Wordlessly, she turned back to him, her gaze trailing over his face. "And I meant it," she said at last.

"I lost my parents when I was young," he said, studying the ground. "My mother was an Enforcer too, and she was attacked one night while on duty. At first it seemed she might survive, but then an infection set in that the Healers weren't able to control. My father was married to an Adept; he understood there were limits to their abilities, but he was crazed with grief. He accused them of having failed her, said they hadn't tried hard enough."

"How old were you?" Cianne asked, her voice hushed.

"I was fourteen."

Her gasp made him look up, and she squeezed her eyes closed. Lines of grief bracketed them, and he could see that she felt his pain as if it were her own. In some ways, it was her own.

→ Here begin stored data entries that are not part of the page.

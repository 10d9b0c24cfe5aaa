//! Spatial-index driven noding.

use std::rc::Rc;

use rstar::{RTree, RTreeObject, AABB};

use super::chain::MonotoneChain;
use super::segment_intersector::SegmentIntersector;
use super::segment_string::NodedSegmentString;
use crate::math::Envelope;

struct ChainEntry {
    aabb: AABB<[f64; 2]>,
    index: usize,
}

impl RTreeObject for ChainEntry {
    type Envelope = AABB<[f64; 2]>;

    fn envelope(&self) -> Self::Envelope {
        self.aabb
    }
}

fn to_aabb(env: &Envelope) -> AABB<[f64; 2]> {
    AABB::from_corners([env.min_x, env.min_y], [env.max_x, env.max_y])
}

/// Finds all segment intersections within one batch of strings.
///
/// Strings are decomposed into monotone chains, the chain envelopes are
/// bulk-loaded into an R-tree, and only chain pairs with overlapping
/// envelopes are searched for intersecting segments.
#[derive(Debug, Default)]
pub struct McIndexNoder;

impl McIndexNoder {
    #[must_use]
    pub fn new() -> Self {
        Self
    }

    pub fn compute_nodes<D, S>(&self, strings: &[Rc<NodedSegmentString<D>>], si: &mut S)
    where
        D: Clone,
        S: SegmentIntersector<D>,
    {
        let mut next_id = 0;
        let mut chains: Vec<MonotoneChain<D>> = Vec::new();
        for string in strings {
            chains.extend(MonotoneChain::chains_for(string, &mut next_id));
        }
        let entries: Vec<ChainEntry> = chains
            .iter()
            .enumerate()
            .map(|(index, chain)| ChainEntry {
                aabb: to_aabb(&chain.envelope()),
                index,
            })
            .collect();
        let tree = RTree::bulk_load(entries);

        for chain in &chains {
            for entry in tree.locate_in_envelope_intersecting(&to_aabb(&chain.envelope())) {
                let other = &chains[entry.index];
                // Each chain pair is visited from both sides; keep one.
                if other.id <= chain.id {
                    continue;
                }
                chain.compute_overlaps(other, &mut |i0, i1| {
                    si.process_intersections(chain.string(), i0, other.string(), i1);
                });
                if si.is_done() {
                    return;
                }
            }
        }
    }
}

/// Finds intersections between a fixed base set of strings and any number
/// of query batches, indexing the base set once.
pub struct McIndexSegmentSetMutualIntersector<D> {
    base_chains: Vec<MonotoneChain<D>>,
    tree: RTree<ChainEntry>,
}

impl<D: Clone> McIndexSegmentSetMutualIntersector<D> {
    #[must_use]
    pub fn new(base: &[Rc<NodedSegmentString<D>>]) -> Self {
        let mut next_id = 0;
        let mut base_chains: Vec<MonotoneChain<D>> = Vec::new();
        for string in base {
            base_chains.extend(MonotoneChain::chains_for(string, &mut next_id));
        }
        let entries: Vec<ChainEntry> = base_chains
            .iter()
            .enumerate()
            .map(|(index, chain)| ChainEntry {
                aabb: to_aabb(&chain.envelope()),
                index,
            })
            .collect();
        let tree = RTree::bulk_load(entries);
        Self { base_chains, tree }
    }

    pub fn process<S>(&self, strings: &[Rc<NodedSegmentString<D>>], si: &mut S)
    where
        S: SegmentIntersector<D>,
    {
        let mut next_id = 0;
        for string in strings {
            for chain in MonotoneChain::chains_for(string, &mut next_id) {
                for entry in self
                    .tree
                    .locate_in_envelope_intersecting(&to_aabb(&chain.envelope()))
                {
                    let base_chain = &self.base_chains[entry.index];
                    base_chain.compute_overlaps(&chain, &mut |i0, i1| {
                        si.process_intersections(base_chain.string(), i0, chain.string(), i1);
                    });
                    if si.is_done() {
                        return;
                    }
                }
            }
        }
    }
}

#[cfg(test)]
mod tests {
    use super::*;
    use crate::math::Coord;
    use crate::noding::segment_intersector::IntersectionAdder;

    fn c(x: f64, y: f64) -> Coord {
        Coord::new(x, y)
    }

    fn string(coords: Vec<Coord>) -> Rc<NodedSegmentString<u8>> {
        Rc::new(NodedSegmentString::new(coords, 0))
    }

    #[test]
    fn crossing_strings_are_noded() {
        let a = string(vec![c(0.0, 0.0), c(10.0, 10.0)]);
        let b = string(vec![c(0.0, 10.0), c(10.0, 0.0)]);
        let strings = vec![Rc::clone(&a), Rc::clone(&b)];
        let mut adder = IntersectionAdder::new();
        McIndexNoder::new().compute_nodes(&strings, &mut adder);
        assert_eq!(adder.num_proper_intersections, 1);

        let parts = NodedSegmentString::noded_substrings(&strings);
        assert_eq!(parts.len(), 4);
        assert!(parts.iter().all(|p| p.coords().contains(&c(5.0, 5.0))));
    }

    #[test]
    fn self_intersecting_string_is_noded() {
        // A bowtie: the two diagonal strokes cross at (5, 5).
        let s = string(vec![c(0.0, 0.0), c(10.0, 10.0), c(10.0, 0.0), c(0.0, 10.0)]);
        let strings = vec![Rc::clone(&s)];
        let mut adder = IntersectionAdder::new();
        McIndexNoder::new().compute_nodes(&strings, &mut adder);
        assert!(adder.has_interior);
        let parts = NodedSegmentString::noded_substrings(&strings);
        assert_eq!(parts.len(), 3);
    }

    #[test]
    fn disjoint_strings_stay_whole() {
        let a = string(vec![c(0.0, 0.0), c(1.0, 0.0)]);
        let b = string(vec![c(0.0, 5.0), c(1.0, 5.0)]);
        let strings = vec![a, b];
        let mut adder = IntersectionAdder::new();
        McIndexNoder::new().compute_nodes(&strings, &mut adder);
        assert!(!adder.has_intersection());
        assert_eq!(NodedSegmentString::noded_substrings(&strings).len(), 2);
    }

    #[test]
    fn mutual_intersector_nodes_both_sets() {
        let base = vec![string(vec![c(0.0, 5.0), c(10.0, 5.0)])];
        let query = vec![string(vec![c(5.0, 0.0), c(5.0, 10.0)])];
        let mutual = McIndexSegmentSetMutualIntersector::new(&base);
        let mut adder = IntersectionAdder::new();
        mutual.process(&query, &mut adder);
        assert!(adder.has_proper);
        assert_eq!(base[0].node_count(), 1);
        assert_eq!(query[0].node_count(), 1);
    }
}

"I'm sorry," she said, her voice choked.

"Thank you," he said.

The next words would be the most difficult of all. Just thinking of them made him feel as though they were alternately trying to squeeze their way out of his throat and then shove themselves back down. He had never before spoken to anyone about what had happened.

"From there, he got worse. He drank to try to dull the pain, but even that didn't work. He would empty a bottle, pass out, and wake up to the reminder that she was gone, which started the cycle anew."

She looked horrified. "Were you alone with him?"

He shook his head. "No, my uncle helped, took me to his house when my father was in a truly bad state. This went on for the next two years. By then I had begun my apprenticeship, and I spent most of my time at my uncle's house. My father was a recluse, the house falling down around his ears.

"The day after my sixteenth birthday, he took his own life."

"Oh, gods, Kila," she said, covering her mouth with her hand. "That's why you said what you did about strength and pain and weakness. You think he was weak."

"Don't you?" he asked, the words harsh.

Shaking her head, she gazed up at him sadly. "I think he was broken."

Anger lit a flame within him. "Don't make excuses for him."

"That's not what I'm doing, Kila. I understand why you're angry with him. You'd already lost your mother, and then he left you alone. But he must have been in such enormous pain. I can't help but feel compassion for him."

Kila clenched his jaw, unwilling to let her words penetrate. They did anyway.

"It's personal for you, isn't it?" she asked softly.

He didn't need her to clarify. "Yes, I suppose maybe it is," he admitted, dragging a hand over his face.

When he'd found his father, the scene had been so chaotic, so messy. He knew this wasn't necessarily the case with every suicide, but he also knew that his abilities didn't save him from his own presumptions. It was why Toran Stowley's tidy, orderly study had caught his eye.